BACKGROUND OF THE INVENTION 
Field of the Invention 

[0001] Embodiments of the present invention generally relate to computer systems, 
and more particularly, to software for backing up data for computer systems. 

Description of the Related Art 

[0002] Backing up data for computer systems generally involves making a copy of 
that data, e.g., creating copies of that data in a database, another computer, disk, tape, 
and the like. The circumstances under which data is backed up are generally referred 
to as a session, a job or an event. 

[0003] The backup services are generally performed by a backup system, such as 
computer, a server cluster or a plurality of clusters. The backup system may fail due to 
a number of operational faults, such as disk failures, and environmental faults, such as 
power outages caused by natural disasters. When the backup system fails during a 
backup process, the backup job is interrupted, thereby rendering the backup job 
incomplete.

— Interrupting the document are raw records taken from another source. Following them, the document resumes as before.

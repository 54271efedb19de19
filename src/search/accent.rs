//! 规范等价重音重排
//!
//! 普通 CE 比较因为边界上的一串组合符失败时调用：
//! 1. 找到失败位置所在的重音簇（最多带一个预组合的基字符）
//! 2. 簇做 NFD，按组合类切成若干组；不同组之间可以自由交换
//! 3. 从"全部组"开始，依次尝试各个组子集拼成的候选串
//! 4. 候选串匹配时报告整个簇的区间
//!
//! 正向要求 pattern 是候选序列的前缀（锚定在匹配起点），反向要求是后缀（锚定在匹配终点）。
//! 正向起点上的簇没有基字符时，pattern 可以从簇内任意元素开始，和反向忽略簇内前导元素对应。
//! 第一次全组尝试若在簇外的另一个重音簇失败，再把两个簇组合起来重试一次。

use std::ops::Range;

use crate::collation::{Cei, Collator, ProcessedElements};
use crate::text::Normalization;

use super::matcher::{MatchSpan, SearchContext};

/// 参与重排的组合类分组总数上限
pub const MAX_ACCENT_GROUPS: usize = 10;

#[derive(Debug, Clone, Copy, PartialEq, Eq)]
pub struct AccentCluster {
    pub start: usize,
    pub end: usize,
}

/// 候选串到原文的映射段
#[derive(Debug, Clone)]
struct Segment {
    candidate: Range<usize>,
    text: Range<usize>,
    rearranged: bool,
}

/// 映射回原文区间的候选元素
#[derive(Debug, Clone, Copy)]
struct Located {
    cei: Cei,
    rearranged: bool,
}

#[derive(Debug, Clone)]
struct Layout {
    cluster: AccentCluster,
    nfd: Range<usize>,
    base_end: usize,
    groups: Range<usize>,
}

impl Layout {
    fn has_base(&self) -> bool {
        self.base_end > self.nfd.start
    }

    /// 组子集，从全集往下；有基字符时最后也试只保留基字符
    fn masks(&self) -> std::iter::Rev<std::ops::RangeInclusive<u32>> {
        let top = (1u32 << self.groups.len()) - 1;
        let bottom = if self.has_base() { 0 } else { 1 };
        (bottom..=top).rev()
    }
}

/// 会话持有的重排缓冲区
#[derive(Debug, Default)]
pub struct AccentScratch {
    nfd: String,
    groups: Vec<Range<usize>>,
    candidate: String,
    segments: Vec<Segment>,
    elements: Vec<Located>,
}

impl AccentScratch {
    fn clear(&mut self) {
        self.nfd.clear();
        self.groups.clear();
        self.candidate.clear();
        self.segments.clear();
        self.elements.clear();
    }
}

enum Outcome {
    Resolved(MatchSpan),
    /// 全组候选在簇外的这个位置失败
    Escalate(usize),
    Exhausted,
}

/// `offset` 处字符所在的重音簇。向前吸收组合符和一个带尾随重音的预组合字符，向后吸收组合符。
pub fn cluster_at(
    text: &str,
    offset: usize,
    normalizer: &dyn Normalization,
) -> Option<AccentCluster> {
    let ch = text.get(offset..)?.chars().next()?;
    let fcd = normalizer.fcd(ch);
    if fcd.is_base() {
        return None;
    }

    let mut start = offset;
    if fcd.lead != 0 {
        for (ix, prev) in text[..offset].char_indices().rev() {
            let prev_fcd = normalizer.fcd(prev);
            if prev_fcd.lead != 0 {
                start = ix;
                continue;
            }
            if prev_fcd.trail != 0 {
                start = ix;
            }
            break;
        }
    }

    let mut end = offset + ch.len_utf8();
    for next in text[end..].chars() {
        if normalizer.fcd(next).lead == 0 {
            break;
        }
        end += next.len_utf8();
    }

    Some(AccentCluster { start, end })
}

/// NFD 后按组合类切分；组合类相同的相邻重音互相阻塞，归为一组
fn layout(
    text: &str,
    cluster: AccentCluster,
    normalizer: &dyn Normalization,
    scratch: &mut AccentScratch,
) -> Option<Layout> {
    let nfd_start = scratch.nfd.len();
    normalizer.append_nfd(&text[cluster.start..cluster.end], &mut scratch.nfd);
    let nfd_end = scratch.nfd.len();

    let groups_start = scratch.groups.len();
    let mut class = 0u8;
    let mut base_end = nfd_start;
    for (ix, ch) in scratch.nfd[nfd_start..nfd_end].char_indices() {
        let at = nfd_start + ix;
        let cc = normalizer.combining_class(ch);
        if cc != class {
            class = cc;
            if scratch.groups.len() > groups_start {
                if let Some(last) = scratch.groups.last_mut() {
                    last.end = at;
                }
            }
            scratch.groups.push(at..nfd_end);
        }
        if scratch.groups.len() == groups_start {
            base_end = at + ch.len_utf8();
        }
    }

    if scratch.groups.len() > MAX_ACCENT_GROUPS {
        tracing::debug!(
            groups = scratch.groups.len(),
            "accent cluster too large to rearrange"
        );
        return None;
    }

    Some(Layout {
        cluster,
        nfd: nfd_start..nfd_end,
        base_end,
        groups: groups_start..scratch.groups.len(),
    })
}

/// 候选串：`[from, to)` 里的簇换成选中的组，其余原样保留
fn build_candidate(
    text: &str,
    from: usize,
    to: usize,
    layouts: &[Layout],
    masks: &[u32],
    scratch: &mut AccentScratch,
) {
    scratch.candidate.clear();
    scratch.segments.clear();

    let mut pos = from;
    for (layout, &mask) in layouts.iter().zip(masks) {
        let cluster = layout.cluster;
        if cluster.start > pos {
            push_verbatim(text, pos..cluster.start, scratch);
        }
        let start = scratch.candidate.len();
        scratch
            .candidate
            .push_str(&scratch.nfd[layout.nfd.start..layout.base_end]);
        for (bit, group) in scratch.groups[layout.groups.clone()].iter().enumerate() {
            if mask & (1 << bit) != 0 {
                scratch.candidate.push_str(&scratch.nfd[group.clone()]);
            }
        }
        scratch.segments.push(Segment {
            candidate: start..scratch.candidate.len(),
            text: cluster.start..cluster.end,
            rearranged: true,
        });
        pos = pos.max(cluster.end);
    }
    if to > pos {
        push_verbatim(text, pos..to, scratch);
    }
}

fn push_verbatim(text: &str, range: Range<usize>, scratch: &mut AccentScratch) {
    let start = scratch.candidate.len();
    scratch.candidate.push_str(&text[range.clone()]);
    scratch.segments.push(Segment {
        candidate: start..scratch.candidate.len(),
        text: range,
        rearranged: false,
    });
}

fn locate(segments: &[Segment], cei: Cei) -> Located {
    // 元素归属于包含其结束位置的段
    let segment = segments
        .iter()
        .find(|s| s.candidate.start < cei.high && cei.high <= s.candidate.end);
    match segment {
        Some(s) if s.rearranged => Located {
            cei: Cei {
                pce: cei.pce,
                low: s.text.start,
                high: s.text.end,
            },
            rearranged: true,
        },
        Some(s) => {
            let high = s.text.start + (cei.high - s.candidate.start);
            let low = s.text.start + cei.low.saturating_sub(s.candidate.start);
            Located {
                cei: Cei {
                    pce: cei.pce,
                    low: low.min(high),
                    high,
                },
                rearranged: false,
            }
        }
        None => {
            debug_assert!(false, "candidate element {:?} outside every segment", cei);
            Located {
                cei,
                rearranged: false,
            }
        }
    }
}

fn collect_candidate<C: Collator + ?Sized>(collator: &C, scratch: &mut AccentScratch) {
    scratch.elements.clear();
    let mut iter = ProcessedElements::new(collator, &scratch.candidate);
    loop {
        let cei = iter.next_processed();
        if cei.is_terminator() {
            break;
        }
        scratch.elements.push(locate(&scratch.segments, cei));
    }
}

fn arrangements(layouts: &[Layout]) -> Vec<[u32; 2]> {
    let second: Vec<u32> = match layouts.get(1) {
        Some(layout) => layout.masks().collect(),
        None => vec![0],
    };
    let mut out = Vec::new();
    for first in layouts[0].masks() {
        for &mask in &second {
            out.push([first, mask]);
        }
    }
    out
}

fn accept<C: Collator + ?Sized>(
    ctx: &SearchContext<'_, C>,
    span: MatchSpan,
    from: usize,
    limit: usize,
) -> bool {
    span.start < span.end
        && span.start >= from
        && span.end <= limit
        && ctx.is_break_boundary(span.start)
        && ctx.is_break_boundary(span.end)
        && ctx.check_identical(span.start, span.end)
}

fn mismatch_offset(text: &str, located: Option<&Located>) -> Option<usize> {
    let located = located?;
    if located.rearranged || located.cei.is_terminator() {
        return None;
    }
    if located.cei.low < located.cei.high {
        return Some(located.cei.low);
    }
    text[..located.cei.low]
        .char_indices()
        .next_back()
        .map(|(ix, _)| ix)
}

fn try_forward<C: Collator + ?Sized>(
    ctx: &SearchContext<'_, C>,
    anchor: usize,
    from: usize,
    layouts: &[Layout],
    scratch: &mut AccentScratch,
) -> Outcome {
    let pces = ctx.pattern.canonical_pces();
    let n = pces.len();
    let to = layouts.iter().map(|l| l.cluster.end).max().unwrap_or(anchor);
    // 起点上的纯重音簇整体并入匹配，pattern 可以从簇内任意元素开始
    let floating = !layouts[0].has_base() && layouts[0].cluster.start == anchor;
    let mut escalate = None;

    for (attempt, masks) in arrangements(layouts).into_iter().enumerate() {
        build_candidate(ctx.text, anchor, to, layouts, &masks[..layouts.len()], scratch);
        collect_candidate(ctx.collator, scratch);
        tracing::trace!(masks = ?&masks[..layouts.len()], candidate = %scratch.candidate, "forward accent arrangement");

        let max_skip = if floating {
            let first = layouts[0].cluster.start;
            scratch
                .elements
                .iter()
                .take_while(|el| el.rearranged && el.cei.low == first)
                .count()
                .saturating_sub(1)
        } else {
            0
        };

        let mut tail = ProcessedElements::new_at(ctx.collator, ctx.text, to);
        while scratch.elements.len() <= n + max_skip {
            let cei = tail.next_processed();
            scratch.elements.push(Located {
                cei,
                rearranged: false,
            });
            if cei.is_terminator() {
                break;
            }
        }

        for skip in 0..=max_skip {
            let mismatch = (0..n).find(|&k| {
                scratch
                    .elements
                    .get(skip + k)
                    .map_or(true, |el| el.cei.is_terminator() || el.cei.pce != pces[k])
            });
            if let Some(k) = mismatch {
                if attempt == 0 && skip == 0 {
                    escalate = mismatch_offset(ctx.text, scratch.elements.get(k))
                        .filter(|&at| at >= to);
                }
                continue;
            }

            let last = scratch.elements[skip + n - 1];
            if let Some(next) = scratch.elements.get(skip + n) {
                if !next.rearranged && next.cei.is_expansion_tail() {
                    continue;
                }
            }
            let span = MatchSpan {
                start: anchor,
                end: last.cei.high,
            };
            if accept(ctx, span, from, ctx.text.len()) {
                return Outcome::Resolved(span);
            }
        }
    }

    match escalate {
        Some(at) if layouts.len() == 1 => Outcome::Escalate(at),
        _ => Outcome::Exhausted,
    }
}

fn try_backward<C: Collator + ?Sized>(
    ctx: &SearchContext<'_, C>,
    anchor: usize,
    limit: usize,
    layouts: &[Layout],
    scratch: &mut AccentScratch,
) -> Outcome {
    let pces = ctx.pattern.canonical_pces();
    let n = pces.len();
    let from = layouts[0].cluster.start;
    let mut escalate = None;

    for (attempt, masks) in arrangements(layouts).into_iter().enumerate() {
        build_candidate(ctx.text, from, anchor, layouts, &masks[..layouts.len()], scratch);
        collect_candidate(ctx.collator, scratch);
        tracing::trace!(masks = ?&masks[..layouts.len()], candidate = %scratch.candidate, "backward accent arrangement");

        // 倒序：候选串从尾到头，然后是簇前面的原文
        scratch.elements.reverse();
        let mut head = ProcessedElements::new_at(ctx.collator, ctx.text, from);
        while scratch.elements.len() <= n {
            let cei = head.previous_processed();
            scratch.elements.push(Located {
                cei,
                rearranged: false,
            });
            if cei.is_terminator() {
                break;
            }
        }

        let mismatch = (0..n).find(|&k| {
            scratch
                .elements
                .get(k)
                .map_or(true, |el| el.cei.is_terminator() || el.cei.pce != pces[n - 1 - k])
        });
        if let Some(k) = mismatch {
            if attempt == 0 {
                escalate = mismatch_offset(ctx.text, scratch.elements.get(k))
                    .filter(|&at| at < from);
            }
            continue;
        }

        let first = scratch.elements[n - 1];
        if !first.rearranged && first.cei.is_expansion_tail() {
            continue;
        }
        let span = MatchSpan {
            start: first.cei.low,
            end: anchor,
        };
        if accept(ctx, span, 0, limit) {
            return Outcome::Resolved(span);
        }
    }

    match escalate {
        Some(at) if layouts.len() == 1 => Outcome::Escalate(at),
        _ => Outcome::Exhausted,
    }
}

/// 正向重排。`start` 是 CE 匹配的起点，`failure` 是失败字符的位置，结果不早于 `from`。
pub fn resolve_forward<C: Collator + ?Sized>(
    ctx: &SearchContext<'_, C>,
    start: usize,
    failure: usize,
    from: usize,
    scratch: &mut AccentScratch,
) -> Option<MatchSpan> {
    if ctx.pattern.canonical_pces().is_empty() {
        return None;
    }
    let cluster = cluster_at(ctx.text, failure, ctx.normalizer)?;
    scratch.clear();
    let first = layout(ctx.text, cluster, ctx.normalizer, scratch)?;

    // 起点之前的簇只有纯重音时才能并入匹配
    let anchor = if cluster.start < start {
        if first.has_base() {
            return None;
        }
        cluster.start
    } else {
        start
    };
    if anchor < from {
        return None;
    }

    let mut layouts = vec![first];
    let outcome = match try_forward(ctx, anchor, from, &layouts, scratch) {
        Outcome::Escalate(at) => {
            let next = cluster_at(ctx.text, at, ctx.normalizer)?;
            if next.start < cluster.end {
                return None;
            }
            layouts.push(layout(ctx.text, next, ctx.normalizer, scratch)?);
            try_forward(ctx, anchor, from, &layouts, scratch)
        }
        outcome => outcome,
    };

    match outcome {
        Outcome::Resolved(span) => {
            tracing::debug!(
                start = span.start,
                end = span.end,
                clusters = layouts.len(),
                "canonical accent rearrangement matched forward"
            );
            Some(span)
        }
        _ => None,
    }
}

/// 反向重排。`end` 是 CE 匹配的终点，结果不晚于 `limit`。
pub fn resolve_backward<C: Collator + ?Sized>(
    ctx: &SearchContext<'_, C>,
    end: usize,
    failure: usize,
    limit: usize,
    scratch: &mut AccentScratch,
) -> Option<MatchSpan> {
    if ctx.pattern.canonical_pces().is_empty() {
        return None;
    }
    let cluster = cluster_at(ctx.text, failure, ctx.normalizer)?;
    scratch.clear();
    let last = layout(ctx.text, cluster, ctx.normalizer, scratch)?;

    // 跨过终点的簇整体并入，但不能越过搜索起点
    let anchor = end.max(cluster.end);
    if anchor > limit {
        return None;
    }

    let mut layouts = vec![last];
    let outcome = match try_backward(ctx, anchor, limit, &layouts, scratch) {
        Outcome::Escalate(at) => {
            let previous = cluster_at(ctx.text, at, ctx.normalizer)?;
            if previous.end > cluster.start {
                return None;
            }
            layouts.insert(0, layout(ctx.text, previous, ctx.normalizer, scratch)?);
            try_backward(ctx, anchor, limit, &layouts, scratch)
        }
        outcome => outcome,
    };

    match outcome {
        Outcome::Resolved(span) => {
            tracing::debug!(
                start = span.start,
                end = span.end,
                clusters = layouts.len(),
                "canonical accent rearrangement matched backward"
            );
            Some(span)
        }
        _ => None,
    }
}

#[cfg(test)]
#[path = "../../tests/unit/search/accent.rs"]
mod tests;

Typically, once the backup system is reactivated after the failure, the 
interrupted backup job would have to be processed again from the beginning, which 
increases the completion time for the entire backup process and the amount of 
resources needed to complete the job. 

[0004] Therefore, a need exists in the art for a method and system for completing a 
backup job that was interrupted during the backup process from the point of failure 
rather than from the beginning of the backup job. 

SUMMARY OF THE INVENTION 

[0005] Embodiments of the present invention are generally directed to a method for 
completing a backup job that was interrupted during a backup process. After the 
backup server service identifies the interrupted job, the job manager builds a list of 
volumes associated with the interrupted job and removes from that list a set of volumes 
that correspond to the persistent record of completed volumes.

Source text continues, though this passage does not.